#[cfg(test)]
mod tests {
    use super::*;
    use crate::media::{FsProvider, FsTrash};
    use crate::source::{ImageSource, RawFrame, SourceError};
    use image::{Rgba, RgbaImage};
    use std::sync::atomic::{AtomicBool, AtomicUsize, Ordering};
    use std::thread::sleep;

    struct SeqSource {
        frames: usize,
        native: (u32, u32),
        delay: Duration,
    }

    impl ImageSource for SeqSource {
        fn dimensions(&self) -> (u32, u32) {
            self.native
        }

        fn frame(&mut self, index: usize) -> Result<Option<RawFrame>, SourceError> {
            if index >= self.frames {
                return Ok(None);
            }
            Ok(Some(RawFrame {
                image: RgbaImage::from_pixel(
                    self.native.0,
                    self.native.1,
                    Rgba([index as u8, 0, 0, 255]),
                ),
                delay: self.delay,
            }))
        }
    }

    /// Provider serving a fixed item list; .gif ids get 3-frame sources
    struct MockProvider {
        items: Vec<String>,
        opens: AtomicUsize,
    }

    impl MockProvider {
        fn new(items: &[&str]) -> Self {
            Self {
                items: items.iter().map(|s| s.to_string()).collect(),
                opens: AtomicUsize::new(0),
            }
        }

        fn opens(&self) -> usize {
            self.opens.load(Ordering::SeqCst)
        }
    }

    impl SourceProvider for MockProvider {
        fn list(&self, _folder: &str) -> anyhow::Result<Vec<String>> {
            Ok(self.items.clone())
        }

        fn open(&self, id: &str) -> Result<Box<dyn ImageSource>, SourceError> {
            self.opens.fetch_add(1, Ordering::SeqCst);
            let frames = if id.ends_with(".gif") { 3 } else { 1 };
            Ok(Box::new(SeqSource {
                frames,
                native: (20, 10),
                delay: Duration::from_millis(10),
            }))
        }
    }

    #[derive(Default)]
    struct CountingSink {
        presents: AtomicUsize,
    }

    impl CountingSink {
        fn count(&self) -> usize {
            self.presents.load(Ordering::SeqCst)
        }
    }

    impl DisplaySink for CountingSink {
        fn present(&self, _frame: &DisplayFrame) {
            self.presents.fetch_add(1, Ordering::SeqCst);
        }
    }

    struct FixedPrompt(bool);

    impl ConfirmPrompt for FixedPrompt {
        fn ask_yes_no(&self, _message: &str) -> bool {
            self.0
        }
    }

    #[derive(Default)]
    struct RecordingTrash {
        deleted: Mutex<Vec<String>>,
        fail: AtomicBool,
    }

    impl Trash for RecordingTrash {
        fn delete(&self, id: &str) -> anyhow::Result<()> {
            if self.fail.load(Ordering::SeqCst) {
                anyhow::bail!("storage said no");
            }
            self.deleted.lock().unwrap().push(id.to_string());
            Ok(())
        }
    }

    fn quick_config() -> ViewerConfig {
        ViewerConfig {
            width: 50,
            height: 50,
            animation_workers: 2,
            indicator_workers: 1,
            switch_interval: Duration::ZERO,
            resize_quiescence: Duration::from_millis(50),
            ..ViewerConfig::default()
        }
    }

    fn viewer_with(
        provider: Arc<MockProvider>,
        sink: Arc<CountingSink>,
        config: ViewerConfig,
    ) -> Viewer {
        Viewer::new(
            config,
            provider,
            sink,
            Box::new(FixedPrompt(true)),
            Box::new(RecordingTrash::default()),
        )
    }

    /// Wait until `cond` holds or the deadline passes
    fn wait_for(mut cond: impl FnMut() -> bool, deadline: Duration) -> bool {
        let start = Instant::now();
        while start.elapsed() < deadline {
            if cond() {
                return true;
            }
            sleep(Duration::from_millis(5));
        }
        cond()
    }

    /// Test: a static item is decoded, presented once, and the controller
    /// returns to Idle
    #[test]
    fn test_static_show() {
        let provider = Arc::new(MockProvider::new(&["a.png"]));
        let sink = Arc::new(CountingSink::default());
        let mut viewer = viewer_with(Arc::clone(&provider), Arc::clone(&sink), quick_config());

        viewer.set_folder("/pics").unwrap();

        assert!(wait_for(|| viewer.state() == ViewState::Idle, Duration::from_secs(2)));
        assert!(wait_for(|| sink.count() == 1, Duration::from_secs(2)));
        sleep(Duration::from_millis(100));
        assert_eq!(sink.count(), 1, "static path must present exactly once");
    }

    /// Test: an animated item reaches PlayingAnimated and loops; stopping
    /// freezes the sink
    #[test]
    fn test_animated_playback_and_stop() {
        let provider = Arc::new(MockProvider::new(&["a.gif"]));
        let sink = Arc::new(CountingSink::default());
        let mut viewer = viewer_with(Arc::clone(&provider), Arc::clone(&sink), quick_config());

        viewer.set_folder("/pics").unwrap();

        assert!(wait_for(
            || viewer.state() == ViewState::PlayingAnimated,
            Duration::from_secs(2)
        ));
        // 3 frames looping: the count keeps climbing past one pass
        assert!(wait_for(|| sink.count() > 6, Duration::from_secs(2)));

        viewer.stop();
        assert_eq!(viewer.state(), ViewState::Idle);
        let frozen = sink.count();
        sleep(Duration::from_millis(150));
        assert_eq!(sink.count(), frozen, "sink called after cancel completed");
    }

    /// Test: navigating away from an animation cancels it before the next
    /// item is shown
    #[test]
    fn test_navigate_away_cancels() {
        let provider = Arc::new(MockProvider::new(&["a.gif", "b.png"]));
        let sink = Arc::new(CountingSink::default());
        let mut viewer = viewer_with(Arc::clone(&provider), Arc::clone(&sink), quick_config());

        viewer.set_folder("/pics").unwrap();
        assert!(wait_for(|| sink.count() > 3, Duration::from_secs(2)));

        viewer.next();
        assert_eq!(viewer.index(), 1);
        assert!(wait_for(|| viewer.state() == ViewState::Idle, Duration::from_secs(2)));
        let after_static = sink.count();
        sleep(Duration::from_millis(150));
        assert_eq!(sink.count(), after_static, "old playback leaked into sink");
    }

    /// Test: the switch throttle gates rapid navigation, resize re-shows
    /// are exempt
    #[test]
    fn test_switch_throttle() {
        let provider = Arc::new(MockProvider::new(&["a.png", "b.png", "c.png"]));
        let sink = Arc::new(CountingSink::default());
        let config = ViewerConfig {
            switch_interval: Duration::from_millis(140),
            ..quick_config()
        };
        let mut viewer = viewer_with(Arc::clone(&provider), Arc::clone(&sink), config);
        viewer.set_folder("/pics").unwrap();

        viewer.next();
        assert_eq!(viewer.index(), 1);
        viewer.next(); // inside the 140ms window: ignored
        assert_eq!(viewer.index(), 1);

        sleep(Duration::from_millis(150));
        viewer.next();
        assert_eq!(viewer.index(), 2);
    }

    /// Test: rotation survives resize but resets on index change
    #[test]
    fn test_rotation_reset_rules() {
        let provider = Arc::new(MockProvider::new(&["a.png", "b.png"]));
        let sink = Arc::new(CountingSink::default());
        let mut viewer = viewer_with(Arc::clone(&provider), Arc::clone(&sink), quick_config());
        viewer.set_folder("/pics").unwrap();

        viewer.rotate_cw();
        assert_eq!(viewer.rotation(), 1);
        assert!(wait_for(|| provider.opens() >= 2, Duration::from_secs(2)));

        // Resize settles into a reload: rotation must be preserved
        viewer.on_resize(80, 80);
        assert!(wait_for(
            || {
                viewer.update();
                provider.opens() >= 3
            },
            Duration::from_secs(2)
        ));
        assert_eq!(viewer.rotation(), 1);

        // Index change: rotation resets
        viewer.next();
        assert_eq!(viewer.rotation(), 0);
    }

    /// Test: N resize events inside the window produce exactly one
    /// clear-and-reload, timed from the last event
    #[test]
    fn test_resize_debounce() {
        let provider = Arc::new(MockProvider::new(&["a.png"]));
        let sink = Arc::new(CountingSink::default());
        let config = ViewerConfig {
            resize_quiescence: Duration::from_millis(150),
            ..quick_config()
        };
        let mut viewer = viewer_with(Arc::clone(&provider), Arc::clone(&sink), config);
        viewer.set_folder("/pics").unwrap();
        assert!(wait_for(|| sink.count() == 1, Duration::from_secs(2)));
        let opens_before = provider.opens();

        // A burst of resizes, each well inside the window of the previous
        for i in 0..4 {
            viewer.on_resize(60 + i, 60 + i);
            viewer.update();
            sleep(Duration::from_millis(30));
            viewer.update();
        }
        // The last event is fresher than the quiescence window
        assert_eq!(provider.opens(), opens_before, "reload fired mid-burst");

        // Let the burst settle and pump
        assert!(wait_for(
            || {
                viewer.update();
                provider.opens() == opens_before + 1
            },
            Duration::from_secs(2)
        ));
        sleep(Duration::from_millis(120));
        viewer.update();
        assert_eq!(provider.opens(), opens_before + 1, "more than one reload");
    }

    /// Test: confirmed delete removes the item and re-shows at the same
    /// index; declined and failed deletes change nothing
    #[test]
    fn test_delete_flow() {
        let provider = Arc::new(MockProvider::new(&["a.png", "b.png", "c.png"]));
        let sink = Arc::new(CountingSink::default());
        let trash = Arc::new(RecordingTrash::default());

        struct SharedTrash(Arc<RecordingTrash>);
        impl Trash for SharedTrash {
            fn delete(&self, id: &str) -> anyhow::Result<()> {
                self.0.delete(id)
            }
        }
        struct SharedPrompt(Arc<AtomicBool>);
        impl ConfirmPrompt for SharedPrompt {
            fn ask_yes_no(&self, _message: &str) -> bool {
                self.0.load(Ordering::SeqCst)
            }
        }

        let answer = Arc::new(AtomicBool::new(false));
        let mut viewer = Viewer::new(
            quick_config(),
            Arc::clone(&provider) as Arc<dyn SourceProvider>,
            Arc::clone(&sink) as Arc<dyn DisplaySink>,
            Box::new(SharedPrompt(Arc::clone(&answer))),
            Box::new(SharedTrash(Arc::clone(&trash))),
        );
        viewer.set_folder("/pics").unwrap();

        // Declined: nothing happens
        viewer.delete_current().unwrap();
        assert_eq!(viewer.item_count(), 3);
        assert!(trash.deleted.lock().unwrap().is_empty());

        // Confirmed: item gone, next item takes its index
        answer.store(true, Ordering::SeqCst);
        viewer.delete_current().unwrap();
        assert_eq!(viewer.item_count(), 2);
        assert_eq!(viewer.index(), 0);
        assert_eq!(viewer.current_id().as_deref(), Some("b.png"));
        assert_eq!(*trash.deleted.lock().unwrap(), vec!["a.png".to_string()]);

        // Storage failure: surfaced, list unchanged
        trash.fail.store(true, Ordering::SeqCst);
        assert!(matches!(
            viewer.delete_current(),
            Err(ViewerError::DeleteFailed(_))
        ));
        assert_eq!(viewer.item_count(), 2);

        // Deleting the last item steps the index back
        trash.fail.store(false, Ordering::SeqCst);
        viewer.next();
        assert_eq!(viewer.index(), 1);
        viewer.delete_current().unwrap();
        assert_eq!(viewer.item_count(), 1);
        assert_eq!(viewer.index(), 0);
    }

    /// Test: end-to-end over a real folder: PNG shows, GIF loops, leaving
    /// the GIF cancels cleanly
    #[test]
    fn test_end_to_end_fs() {
        let dir = tempfile::tempdir().unwrap();
        RgbaImage::from_pixel(40, 30, Rgba([1, 2, 3, 255]))
            .save(dir.path().join("photo.png"))
            .unwrap();
        std::fs::write(dir.path().join("anim.gif"), media::gif_bytes(4, 16, 16)).unwrap();

        let sink = Arc::new(CountingSink::default());
        let mut viewer = Viewer::new(
            quick_config(),
            Arc::new(FsProvider),
            Arc::clone(&sink) as Arc<dyn DisplaySink>,
            Box::new(FixedPrompt(false)),
            Box::new(FsTrash),
        );
        viewer.set_folder(dir.path().to_str().unwrap()).unwrap();

        // Sorted listing: anim.gif first, photo.png second
        assert_eq!(viewer.item_count(), 2);
        assert!(viewer.current_id().unwrap().ends_with("anim.gif"));

        assert!(wait_for(
            || viewer.state() == ViewState::PlayingAnimated,
            Duration::from_secs(5)
        ));
        assert!(wait_for(|| sink.count() > 8, Duration::from_secs(5)), "gif not looping");

        viewer.next();
        assert!(viewer.current_id().unwrap().ends_with("photo.png"));
        assert!(wait_for(|| viewer.state() == ViewState::Idle, Duration::from_secs(5)));
        let settled = sink.count();
        sleep(Duration::from_millis(150));
        assert_eq!(sink.count(), settled, "cancelled playback still presenting");
    }
}
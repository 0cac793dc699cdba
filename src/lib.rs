//! FLIPVIEW - animated image viewing engine
//!
//! Decodes multi-frame image sources into display-ready frames, caches them
//! under a bounded memory budget, and drives timed looping playback while
//! staying responsive to navigation, resize, and shutdown.

// Core engine (cache, record, pipeline, playback, controller)
pub mod animation;
pub mod cache;
pub mod fit;
pub mod frame;
pub mod pipeline;
pub mod player;
pub mod task;
pub mod viewer;

// Host-facing surface
pub mod cli;
pub mod media;
pub mod source;

// Re-export commonly used types
pub use animation::Animation;
pub use cache::{BoundedCache, CacheError};
pub use frame::DisplayFrame;
pub use pipeline::{AnimationCache, Pipeline, PipelineError};
pub use source::{
    ConfirmPrompt, DisplaySink, ImageSource, RawFrame, SourceError, SourceProvider, Trash,
};
pub use task::{StopToken, Task};
pub use viewer::{ViewState, Viewer, ViewerConfig, ViewerError};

——————————

[Task to complete] Each line from the one containing "pub mod frame;" to the final line of the entries above must be returned exactly, and no other line may appear.

[Answer space]
pub mod frame;
pub mod pipeline;
pub mod player;
pub mod task;
pub mod viewer;

// Host-facing surface
pub mod cli;
pub mod media;
pub mod source;

// Re-export commonly used types
pub use animation::Animation;
pub use cache::{BoundedCache, CacheError};
pub use frame::DisplayFrame;
pub use pipeline::{AnimationCache, Pipeline, PipelineError};
pub use source::{
    ConfirmPrompt, DisplaySink, ImageSource, RawFrame, SourceError, SourceProvider, Trash,
};
pub use task::{StopToken, Task};
pub use viewer::{ViewState, Viewer, ViewerConfig, ViewerError};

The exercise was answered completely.